Severity of evening leg restlessness, daytime fatigue, overall quality of sleep, and neuropathic forefoot numbness, burning and/or tingling, electric shock pains, and foot hypersensitivity were separately assessed with 10 cm visual analog scales, with the zero score representing no symptoms and the 10 cm score the worst imaginable severity. RLS was scored by the International RLS Rating Scale (scoring range 0 to 40 points).[9] Assessments of depressive symptomatology were performed using the Beck Depression Inventory II (scoring range 0 to 63 points, above 29 equals severe), sleep by the Pittsburgh Sleep Quality Index (scoring range 0 to 21 points, poor sleep is five or greater), and fatigue by the Fatigue Severity Scale (scoring range nine to 63 points, significant fatigue is 36 or greater), and the Multidimensional Assessment of Fatigue (scoring range 1 to 50 points, two or greater equals increasing level of fatigue). The baseline polysomnographic study was repeated six weeks after the second neuroma surgery. Each sleep study included bilateral electro-oculography, sub-mental electromyography, bilateral anterior tibialis electromyography, central and occipital electroencephalography, electrocardiographic waveform, airflow and respiratory effort assessment, oximetry, and video monitoring.

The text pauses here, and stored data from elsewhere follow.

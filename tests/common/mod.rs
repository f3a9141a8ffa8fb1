#![allow(
    clippy::unwrap_used,
    clippy::missing_panics_doc,
    reason = "Do not need additional syntax for setting up tests, and https://github.com/rust-lang/rust-clippy/issues/13981"
)]
#![allow(
    unused,
    reason = "Not every test binary uses every helper"
)]

use std::net::SocketAddr;
use std::sync::Arc;
use std::sync::atomic::{AtomicUsize, Ordering};
use std::time::Duration;

use exchange_ws::error::{Error, Kind};
use exchange_ws::ws::{ErrorHandler, MessageHandler};
use exchange_ws::{Config, Result};
use futures_util::{SinkExt as _, StreamExt as _};
use tokio::io::{AsyncReadExt as _, AsyncWriteExt as _};
use tokio::net::{TcpListener, TcpStream};
use tokio::sync::{broadcast, mpsc};
use tokio::task::JoinHandle;
use tokio::time::{sleep, timeout};
use tokio_tungstenite::tungstenite::Message;
use tokio_tungstenite::tungstenite::handshake::server::{ErrorResponse, Request, Response};
use tokio_tungstenite::tungstenite::http::HeaderMap;
use tracing_subscriber::EnvFilter;

pub const RECV_TIMEOUT: Duration = Duration::from_secs(3);

/// Instructions fanned out to every live server-side connection.
#[derive(Clone, Debug)]
pub enum Command {
    Send(Message),
    /// Drop the connection without a close handshake
    Kick,
}

/// Mock WebSocket server.
///
/// Records every text, binary and ping frame it receives together with the index of
/// the connection it arrived on. Connections are numbered from zero in accept order.
pub struct MockWsServer {
    pub addr: SocketAddr,
    /// Broadcast commands to ALL connected clients
    command_tx: broadcast::Sender<Command>,
    received_rx: mpsc::UnboundedReceiver<(usize, Message)>,
    headers_rx: mpsc::UnboundedReceiver<HeaderMap>,
    connections: Arc<AtomicUsize>,
    acceptor: JoinHandle<()>,
}

impl MockWsServer {
    /// Start a server that answers every `"ping"` text frame with `"pong"`.
    pub async fn start() -> Self {
        Self::start_with(true).await
    }

    /// Start a server that never sends anything unless told to.
    pub async fn silent() -> Self {
        Self::start_with(false).await
    }

    async fn start_with(answer_pings: bool) -> Self {
        init_tracing();

        let listener = TcpListener::bind("127.0.0.1:0").await.unwrap();
        let addr = listener.local_addr().unwrap();

        let (command_tx, _) = broadcast::channel::<Command>(100);
        let (received_tx, received_rx) = mpsc::unbounded_channel();
        let (headers_tx, headers_rx) = mpsc::unbounded_channel();
        let connections = Arc::new(AtomicUsize::new(0));

        let broadcast_tx = command_tx.clone();
        let counter = Arc::clone(&connections);

        let acceptor = tokio::spawn(async move {
            loop {
                let Ok((stream, _)) = listener.accept().await else {
                    break;
                };

                // Subscribe before the handshake so nothing sent right after the client
                // connects is lost.
                let mut command_rx = broadcast_tx.subscribe();
                let id = counter.fetch_add(1, Ordering::SeqCst);

                let headers_tx = headers_tx.clone();
                let callback =
                    move |request: &Request, response: Response| -> std::result::Result<Response, ErrorResponse> {
                        drop(headers_tx.send(request.headers().clone()));
                        Ok(response)
                    };
                let Ok(ws_stream) = tokio_tungstenite::accept_hdr_async(stream, callback).await
                else {
                    continue;
                };

                let (mut write, mut read) = ws_stream.split();
                let received_tx = received_tx.clone();

                tokio::spawn(async move {
                    loop {
                        tokio::select! {
                            msg = read.next() => {
                                match msg {
                                    Some(Ok(Message::Text(text))) => {
                                        if answer_pings
                                            && text.as_str() == "ping"
                                            && write.send(Message::text("pong")).await.is_err()
                                        {
                                            break;
                                        }
                                        drop(received_tx.send((id, Message::Text(text))));
                                    }
                                    Some(Ok(message @ (Message::Binary(_) | Message::Ping(_)))) => {
                                        drop(received_tx.send((id, message)));
                                    }
                                    Some(Ok(Message::Close(_)) | Err(_)) | None => break,
                                    Some(Ok(_)) => {}
                                }
                            }
                            command = command_rx.recv() => {
                                match command {
                                    Ok(Command::Send(message)) => {
                                        if write.send(message).await.is_err() {
                                            break;
                                        }
                                    }
                                    Ok(Command::Kick) | Err(_) => break,
                                }
                            }
                        }
                    }
                });
            }
        });

        Self {
            addr,
            command_tx,
            received_rx,
            headers_rx,
            connections,
            acceptor,
        }
    }

    pub fn ws_url(&self, path: &str) -> String {
        format!("ws://{}{}", self.addr, path)
    }

    /// Send a message to all connected clients.
    pub fn send(&self, message: Message) {
        drop(self.command_tx.send(Command::Send(message)));
    }

    pub fn send_text(&self, text: &str) {
        self.send(Message::text(text));
    }

    /// Drop all connections without closing them.
    pub fn kick_all(&self) {
        drop(self.command_tx.send(Command::Kick));
    }

    /// Close the listening socket; established connections stay up.
    pub async fn stop_accepting(&self) {
        self.acceptor.abort();
        while !self.acceptor.is_finished() {
            sleep(Duration::from_millis(5)).await;
        }
    }

    /// Number of TCP connections accepted so far.
    pub fn connections(&self) -> usize {
        self.connections.load(Ordering::SeqCst)
    }

    /// Wait until at least `count` connections were accepted.
    pub async fn wait_for_connections(&self, count: usize) -> bool {
        timeout(RECV_TIMEOUT, async {
            while self.connections() < count {
                sleep(Duration::from_millis(10)).await;
            }
        })
        .await
        .is_ok()
    }

    /// Receive the next recorded frame.
    pub async fn recv(&mut self) -> Option<(usize, Message)> {
        timeout(RECV_TIMEOUT, self.received_rx.recv())
            .await
            .ok()
            .flatten()
    }

    /// Receive the next recorded text frame, skipping everything else.
    pub async fn recv_text(&mut self) -> Option<(usize, String)> {
        loop {
            if let (id, Message::Text(text)) = self.recv().await? {
                return Some((id, text.to_string()));
            }
        }
    }

    /// Whether any frame arrives within `window`.
    pub async fn receives_within(&mut self, window: Duration) -> bool {
        matches!(timeout(window, self.received_rx.recv()).await, Ok(Some(_)))
    }

    pub fn drain(&mut self) {
        while self.received_rx.try_recv().is_ok() {}
    }

    /// Handshake headers of the next accepted connection.
    pub async fn recv_headers(&mut self) -> Option<HeaderMap> {
        timeout(RECV_TIMEOUT, self.headers_rx.recv())
            .await
            .ok()
            .flatten()
    }
}

/// Route crate logs to the test output, filtered by `RUST_LOG`.
pub fn init_tracing() {
    _ = tracing_subscriber::fmt()
        .with_env_filter(EnvFilter::from_default_env())
        .with_test_writer()
        .try_init();
}

/// Log sink shared between a `tracing` subscriber and the test reading it.
#[derive(Clone, Default)]
pub struct CapturedLogs(Arc<std::sync::Mutex<Vec<u8>>>);

impl CapturedLogs {
    pub fn contents(&self) -> String {
        String::from_utf8_lossy(&self.0.lock().unwrap()).into_owned()
    }
}

impl std::io::Write for CapturedLogs {
    fn write(&mut self, buf: &[u8]) -> std::io::Result<usize> {
        self.0.lock().unwrap().extend_from_slice(buf);
        Ok(buf.len())
    }

    fn flush(&mut self) -> std::io::Result<()> {
        Ok(())
    }
}

/// Send this thread's `info` logs into `logs` while the guard lives.
///
/// Only covers work polled on the current thread, so pair it with the default
/// single-threaded `#[tokio::test]` runtime.
pub fn capture_logs(logs: &CapturedLogs) -> tracing::subscriber::DefaultGuard {
    let logs = logs.clone();
    let subscriber = tracing_subscriber::fmt()
        .with_ansi(false)
        .with_max_level(tracing::Level::INFO)
        .with_writer(move || logs.clone())
        .finish();
    tracing::subscriber::set_default(subscriber)
}

/// Mock HTTP `CONNECT` proxy. Yields the request head of every tunnel it opens.
pub async fn start_proxy() -> (SocketAddr, mpsc::UnboundedReceiver<String>) {
    let listener = TcpListener::bind("127.0.0.1:0").await.unwrap();
    let addr = listener.local_addr().unwrap();
    let (head_tx, head_rx) = mpsc::unbounded_channel();

    tokio::spawn(async move {
        while let Ok((mut client, _)) = listener.accept().await {
            let head_tx = head_tx.clone();
            tokio::spawn(async move {
                let mut head = Vec::new();
                let mut byte = [0_u8; 1];
                while !head.ends_with(b"\r\n\r\n") {
                    if client.read(&mut byte).await.unwrap_or(0) == 0 {
                        return;
                    }
                    head.push(byte[0]);
                }

                let head = String::from_utf8(head).unwrap();
                let target = head.split_whitespace().nth(1).unwrap().to_owned();
                drop(head_tx.send(head));

                let Ok(mut upstream) = TcpStream::connect(target).await else {
                    return;
                };
                client
                    .write_all(b"HTTP/1.1 200 Connection established\r\n\r\n")
                    .await
                    .unwrap();
                _ = tokio::io::copy_bidirectional(&mut client, &mut upstream).await;
            });
        }
    });

    (addr, head_rx)
}

/// Handler forwarding every payload into a channel.
pub fn collector() -> (impl MessageHandler, mpsc::UnboundedReceiver<Vec<u8>>) {
    let (tx, rx) = mpsc::unbounded_channel();
    let handler = move |payload: &[u8]| -> Result<()> {
        drop(tx.send(payload.to_vec()));
        Ok(())
    };
    (handler, rx)
}

/// Error handler forwarding every reported error into a channel.
pub fn error_collector() -> (impl ErrorHandler, mpsc::UnboundedReceiver<(Kind, String)>) {
    let (tx, rx) = mpsc::unbounded_channel();
    let handler = move |error: &Error| {
        drop(tx.send((error.kind(), error.to_string())));
    };
    (handler, rx)
}

pub async fn recv_payload(rx: &mut mpsc::UnboundedReceiver<Vec<u8>>) -> Option<Vec<u8>> {
    timeout(RECV_TIMEOUT, rx.recv()).await.ok().flatten()
}

pub async fn recv_error(rx: &mut mpsc::UnboundedReceiver<(Kind, String)>) -> Option<(Kind, String)> {
    timeout(RECV_TIMEOUT, rx.recv()).await.ok().flatten()
}

/// Shrink every pause so reconnect tests finish quickly.
pub fn fast(mut config: Config) -> Config {
    config.reconnect.initial_backoff = Duration::from_millis(10);
    config.reconnect.max_backoff = Duration::from_millis(50);
    config.retry_pause = Duration::from_millis(50);
    config.connect_timeout = Duration::from_secs(2);
    config
}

The pre-operative questionnaire and symptom scale assessments of leg restlessness, fatigue, neuropathic foot symptoms, sleep quality, and depression are shown in Table 2 . All excised neuromas were confirmed histopathologically. Despite wound pains, our patient noted marked subjective improvement in sleep quality starting from the night following surgery. She began having nightly dreams. Sustained resolution of leg restlessness and neuropathic foot dysesthesias also occurred immediately following the neuroma surgery, and she remained completely off neuropsychiatric medication as well as iron and all other drugs known to affect RLS for the next six weeks. Post-operative questionnaire and symptom assessments were performed at 18 days and polysomnography was performed at six weeks ( Table 1 and Table 2 ). At seven weeks post-operatively, she noted bilateral leg edema that was unrelated to her foot surgery, and this was associated with recurrent mild fatigue as well as some hypersensitivity and burning discomfort of her feet bothersome enough to require occasional tramadol or oxycodone in the daytime and regular gabapentin at bedtime. Leg restlessness remained in remission and good sleep quality was maintained, as reflected in her nine-week follow-up questionnaire and symptom scale responses.

By six months after the second neuroma surgery, her neuropathic dysesthesias had recurred to the point of requiring daily pregabalin dosing along with tramadol or oxycodone-acetaminophen. At six months her primary care physician also restarted citalopram for depression. At two years after the second neuroma surgery, her VAS scores for numbness and hypersensitivity exceeded the pre-operative baseline but scores for burning and/or tingling and lancinating electric shock pains remained about 50% or less of her baseline. Also after two years her RLS scores remained in the mild range and her scores for poor quality sleep and fatigue also remained much better than the baseline scores ( Table 1 ). She remained off any RLS treatment except for the RLS benefiting effects of pregabalin and intermittent oxycodone or tramadol taken for foot dysesthesias.